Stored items
*** Begin section ***

use std::collections::BTreeSet;
use std::fmt::{self, Debug, Formatter};
use std::sync::{Arc, Mutex as StdMutex, PoisonError};
use std::time::Duration;

use crate::firestore::core::TargetId;
use crate::firestore::error::FirestoreResult;
use crate::firestore::local::persistence::{
    ListenSequenceNumber, PersistenceTransaction, INVALID_SEQUENCE_NUMBER,
};
use crate::firestore::local::scheduler::{DelayedOperation, Scheduler, TimerId};
use crate::firestore::local::{LocalStore, LruParams, ReferenceDelegate, TargetCache};
use crate::firestore::logger::LOGGER;

/// Delay before the first collection after start-up.
pub const INITIAL_GC_DELAY: Duration = Duration::from_secs(60);
/// Delay between two collections.
pub const REGULAR_GC_DELAY: Duration = Duration::from_secs(5 * 60);

/// Outcome of one collection pass.
#[derive(Clone, Copy, Debug, Default, PartialEq, Eq)]
pub struct LruResults {
    pub did_run: bool,
    pub sequence_numbers_collected: usize,
    pub targets_removed: usize,
    pub documents_removed: usize,
}

impl LruResults {
    pub fn did_not_run() -> Self {
        Self::default()
    }
}

/// Removes the least recently used targets and orphaned documents once the cache grows
/// beyond the configured threshold.
#[derive(Clone)]
pub struct LruGarbageCollector {
    params: LruParams,
    reference_delegate: Arc<dyn ReferenceDelegate>,
}

impl LruGarbageCollector {
    pub fn new(params: LruParams, reference_delegate: Arc<dyn ReferenceDelegate>) -> Self {
        Self {
            params,
            reference_delegate,
        }
    }

    pub fn params(&self) -> LruParams {
        self.params
    }

    /// Number of sequence numbers making up `percentile` percent of the population.
    pub fn calculate_target_count(&self, txn: &PersistenceTransaction<'_>, percentile: u32) -> usize {
        let Some(lru) = self.reference_delegate.as_lru() else {
            return 0;
        };
        let count = lru.sequence_number_count(txn);
        (count * percentile as usize) / 100
    }

    /// The `n`-th smallest sequence number among targets and orphaned documents.
    pub fn nth_sequence_number(&self, txn: &PersistenceTransaction<'_>, n: usize) -> ListenSequenceNumber {
        let Some(lru) = self.reference_delegate.as_lru() else {
            return INVALID_SEQUENCE_NUMBER;
        };
        if n == 0 {
            return INVALID_SEQUENCE_NUMBER;
        }
        let mut sequence_numbers = lru.target_sequence_numbers(txn);
        sequence_numbers.extend(
            lru.orphaned_documents(txn)
                .into_iter()
                .map(|(_, sequence_number)| sequence_number),
        );
        sequence_numbers.sort_unstable();
        sequence_numbers
            .get(n - 1)
            .or_else(|| sequence_numbers.last())
            .copied()
            .unwrap_or(INVALID_SEQUENCE_NUMBER)
    }

    /// Runs a pass if the cache is larger than the configured threshold.
    ///
    /// Targets listed in `active_target_ids` are never removed.
    pub fn collect(
        &self,
        txn: &mut PersistenceTransaction<'_>,
        active_target_ids: &BTreeSet<TargetId>,
    ) -> FirestoreResult<LruResults> {
        if self.params.is_disabled() {
            LOGGER.debug("Garbage collection skipped; disabled");
            return Ok(LruResults::did_not_run());
        }
        let Some(lru) = self.reference_delegate.as_lru() else {
            LOGGER.debug("Garbage collection skipped; eager reference delegate in use");
            return Ok(LruResults::did_not_run());
        };

        let cache_size = lru.byte_size(txn);
        if cache_size < self.params.cache_size_collection_threshold() {
            LOGGER.debug(format!(
                "Garbage collection skipped; cache size {cache_size} is lower than threshold {}",
                self.params.cache_size_collection_threshold()
            ));
            return Ok(LruResults::did_not_run());
        }
        self.run_garbage_collection(txn, active_target_ids)
    }

    fn run_garbage_collection(
        &self,
        txn: &mut PersistenceTransaction<'_>,
        active_target_ids: &BTreeSet<TargetId>,
    ) -> FirestoreResult<LruResults> {
        let mut sequence_numbers_to_collect =
            self.calculate_target_count(txn, self.params.percentile_to_collect());
        let maximum = self.params.maximum_sequence_numbers_to_collect();
        if sequence_numbers_to_collect > maximum {
            LOGGER.debug(format!(
                "Capping garbage collection to {maximum} from {sequence_numbers_to_collect}"
            ));
            sequence_numbers_to_collect = maximum;
        }

        let upper_bound = self.nth_sequence_number(txn, sequence_numbers_to_collect);
        let targets_removed = TargetCache::new(Arc::clone(&self.reference_delegate))
            .remove_targets(txn, upper_bound, active_target_ids);
        let documents_removed = match self.reference_delegate.as_lru() {
            Some(lru) => lru.remove_orphaned_documents(txn, upper_bound)?,
            None => 0,
        };

        LOGGER.debug(format!(
            "LRU garbage collection: collected {sequence_numbers_to_collect} sequence numbers \
             up to {upper_bound}, removed {targets_removed} targets and {documents_removed} documents"
        ));
        Ok(LruResults {
            did_run: true,
            sequence_numbers_collected: sequence_numbers_to_collect,
            targets_removed,
            documents_removed,
        })
    }
}

impl Debug for LruGarbageCollector {
    fn fmt(&self, f: &mut Formatter<'_>) -> fmt::Result {
        f.debug_struct("LruGarbageCollector")
            .field("params", &self.params)
            .finish()
    }
}

/// Periodically runs [`LocalStore::collect_garbage`] on a [`Scheduler`].
#[derive(Clone)]
pub struct LruScheduler {
    inner: Arc<LruSchedulerInner>,
}

struct LruSchedulerInner {
    garbage_collector: LruGarbageCollector,
    local_store: Arc<LocalStore>,
    scheduler: Scheduler,
    pending: StdMutex<Option<DelayedOperation>>,
}

impl LruScheduler {
    pub fn new(
        garbage_collector: LruGarbageCollector,
        local_store: Arc<LocalStore>,
        scheduler: Scheduler,
    ) -> Self {
        Self {
            inner: Arc::new(LruSchedulerInner {
                garbage_collector,
                local_store,
                scheduler,
                pending: StdMutex::new(None),
            }),
        }
    }

    pub fn start(&self) {
        if self.inner.garbage_collector.params().is_disabled() {
            return;
        }
        self.schedule(INITIAL_GC_DELAY);
    }

    pub fn stop(&self) {
        if let Some(operation) = self.lock_pending().take() {
            operation.cancel();
        }
    }

    pub fn is_started(&self) -> bool {
        self.lock_pending().is_some()
    }

    fn lock_pending(&self) -> std::sync::MutexGuard<'_, Option<DelayedOperation>> {
        self.inner
            .pending
            .lock()
            .unwrap_or_else(PoisonError::into_inner)
    }

    fn schedule(&self, delay: Duration) {
        let this = self.clone();
        let scheduled = self.inner.scheduler.enqueue_after_delay(
            TimerId::LruGarbageCollection,
            delay,
            move || async move {
                match this
                    .inner
                    .local_store
                    .collect_garbage(&this.inner.garbage_collector)
                    .await
                {
                    Ok(results) => LOGGER.debug(format!("LRU garbage collection finished: {results:?}")),
                    Err(err) if err.is_primary_lease_lost() => {
                        LOGGER.debug("Ignoring primary lease loss during garbage collection")
                    }
                    Err(err) => LOGGER.warn(format!("Garbage collection failed: {err}")),
                }
                this.schedule(REGULAR_GC_DELAY);
            },
        );
        match scheduled {
            Ok(operation) => *self.lock_pending() = Some(operation),
            Err(err) => LOGGER.debug(format!("Not scheduling garbage collection: {err}")),
        }
    }
}

impl Debug for LruScheduler {
    fn fmt(&self, f: &mut Formatter<'_>) -> fmt::Result {
        f.debug_struct("LruScheduler")
            .field("garbage_collector", &self.inner.garbage_collector)
            .finish()
    }
}

#[cfg(test)]
mod tests {
    use super::*;
    use crate::firestore::core::{Query, TargetData, TargetPurpose};
    use crate::firestore::local::persistence::TransactionMode;
    use crate::firestore::local::schema::LocalDatabase;
    use crate::firestore::local::settings::MINIMUM_CACHE_SIZE_BYTES;
    use crate::firestore::local::{EagerReferenceDelegate, LruReferenceDelegate, RemoteDocumentCache};
    use crate::firestore::model::{DocumentKey, DocumentKeySet, MutableDocument, ResourcePath, SnapshotVersion};
    use crate::firestore::value::MapValue;

    fn key(path: &str) -> DocumentKey {
        DocumentKey::from_string(path).unwrap()
    }

    fn add_document(txn: &mut PersistenceTransaction<'_>, path: &str) {
        let document = MutableDocument::new_found_document(
            key(path),
            SnapshotVersion::from_micros(1),
            MapValue::empty(),
        );
        RemoteDocumentCache::new()
            .add_entry(txn, &document, SnapshotVersion::from_micros(1))
            .unwrap();
    }

    fn add_target(
        txn: &mut PersistenceTransaction<'_>,
        target_cache: &TargetCache,
        collection: &str,
        keys: &[&str],
    ) -> TargetData {
        let target_id = target_cache.allocate_target_id(txn);
        let target = Query::new(ResourcePath::from_string(collection).unwrap()).to_target();
        let data = TargetData::new(target, target_id, TargetPurpose::Listen, txn.current_sequence_number());
        target_cache.add_target_data(txn, &data);
        let keys: DocumentKeySet = keys.iter().map(|path| key(path)).collect();
        target_cache.add_matching_keys(txn, &keys, target_id).unwrap();
        data
    }

    fn lru_collector(percentile: u32) -> (LruGarbageCollector, Arc<dyn ReferenceDelegate>) {
        let delegate: Arc<dyn ReferenceDelegate> = Arc::new(LruReferenceDelegate::new());
        let params = LruParams::new(MINIMUM_CACHE_SIZE_BYTES, percentile, 1_000).unwrap();
        (LruGarbageCollector::new(params, Arc::clone(&delegate)), delegate)
    }

    #[test]
    fn disabled_collector_does_not_run() {
        let delegate: Arc<dyn ReferenceDelegate> = Arc::new(LruReferenceDelegate::new());
        let collector = LruGarbageCollector::new(LruParams::disabled(), delegate);
        let mut database = LocalDatabase::default();
        let mut txn = PersistenceTransaction::new(&mut database, TransactionMode::ReadWritePrimary, 1);
        let results = collector.collect(&mut txn, &BTreeSet::new()).unwrap();
        assert!(!results.did_run);
    }

    #[test]
    fn small_cache_is_not_collected() {
        let (collector, _) = lru_collector(100);
        let mut database = LocalDatabase::default();
        let mut txn = PersistenceTransaction::new(&mut database, TransactionMode::ReadWritePrimary, 1);
        add_document(&mut txn, "c/a");
        assert!(!collector.collect(&mut txn, &BTreeSet::new()).unwrap().did_run);
    }

    #[test]
    fn eager_delegate_never_collects() {
        let collector = LruGarbageCollector::new(LruParams::default(), Arc::new(EagerReferenceDelegate::new()));
        let mut database = LocalDatabase::default();
        database.remote_document_size = i64::MAX;
        let mut txn = PersistenceTransaction::new(&mut database, TransactionMode::ReadWritePrimary, 1);
        assert!(!collector.collect(&mut txn, &BTreeSet::new()).unwrap().did_run);
    }

    #[test]
    fn nth_sequence_number_spans_targets_and_orphans() {
        let (collector, delegate) = lru_collector(50);
        let target_cache = TargetCache::new(delegate);
        let mut database = LocalDatabase::default();
        {
            let mut txn = PersistenceTransaction::new(&mut database, TransactionMode::ReadWrite, 3);
            add_target(&mut txn, &target_cache, "c", &[]);
        }
        database.document_sequence_numbers.insert(key("c/orphan"), 1);
        database.document_sequence_numbers.insert(key("c/other"), 5);

        let txn = PersistenceTransaction::new(&mut database, TransactionMode::ReadOnly, 6);
        assert_eq!(collector.calculate_target_count(&txn, 100), 3);
        assert_eq!(collector.nth_sequence_number(&txn, 0), INVALID_SEQUENCE_NUMBER);
        assert_eq!(collector.nth_sequence_number(&txn, 1), 1);
        assert_eq!(collector.nth_sequence_number(&txn, 2), 3);
        assert_eq!(collector.nth_sequence_number(&txn, 3), 5);
    }

    #[test]
    fn collects_inactive_targets_then_their_documents() {
        let (collector, delegate) = lru_collector(100);
        let target_cache = TargetCache::new(Arc::clone(&delegate));
        let mut database = LocalDatabase::default();
        database.remote_document_size = 0;
        let (kept, _) = {
            let mut txn = PersistenceTransaction::new(&mut database, TransactionMode::ReadWrite, 2);
            add_document(&mut txn, "c/a");
            add_document(&mut txn, "d/b");
            let released = add_target(&mut txn, &target_cache, "c", &["c/a"]);
            let kept = add_target(&mut txn, &target_cache, "d", &["d/b"]);
            (kept, released)
        };
        // Pretend the cache is above the threshold.
        database.remote_document_size = i64::MAX / 2;

        let active: BTreeSet<TargetId> = [kept.target_id].into_iter().collect();
        let mut txn = PersistenceTransaction::new(&mut database, TransactionMode::ReadWritePrimary, 3);
        let results = collector.collect(&mut txn, &active).unwrap();
        assert!(results.did_run);
        assert_eq!(results.sequence_numbers_collected, 2);
        assert_eq!(results.targets_removed, 1);
        assert_eq!(results.documents_removed, 1);
        assert!(database.remote_documents.contains_key(&key("d/b")));
        assert!(!database.remote_documents.contains_key(&key("c/a")));
    }
}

*** End section ***

Activity: Could you find each line in the entries that contains the string "ResourcePath" and copy it?

Result for this exercise:
    use crate::firestore::model::{DocumentKey, DocumentKeySet, MutableDocument, ResourcePath, SnapshotVersion};
        let target = Query::new(ResourcePath::from_string(collection).unwrap()).to_target();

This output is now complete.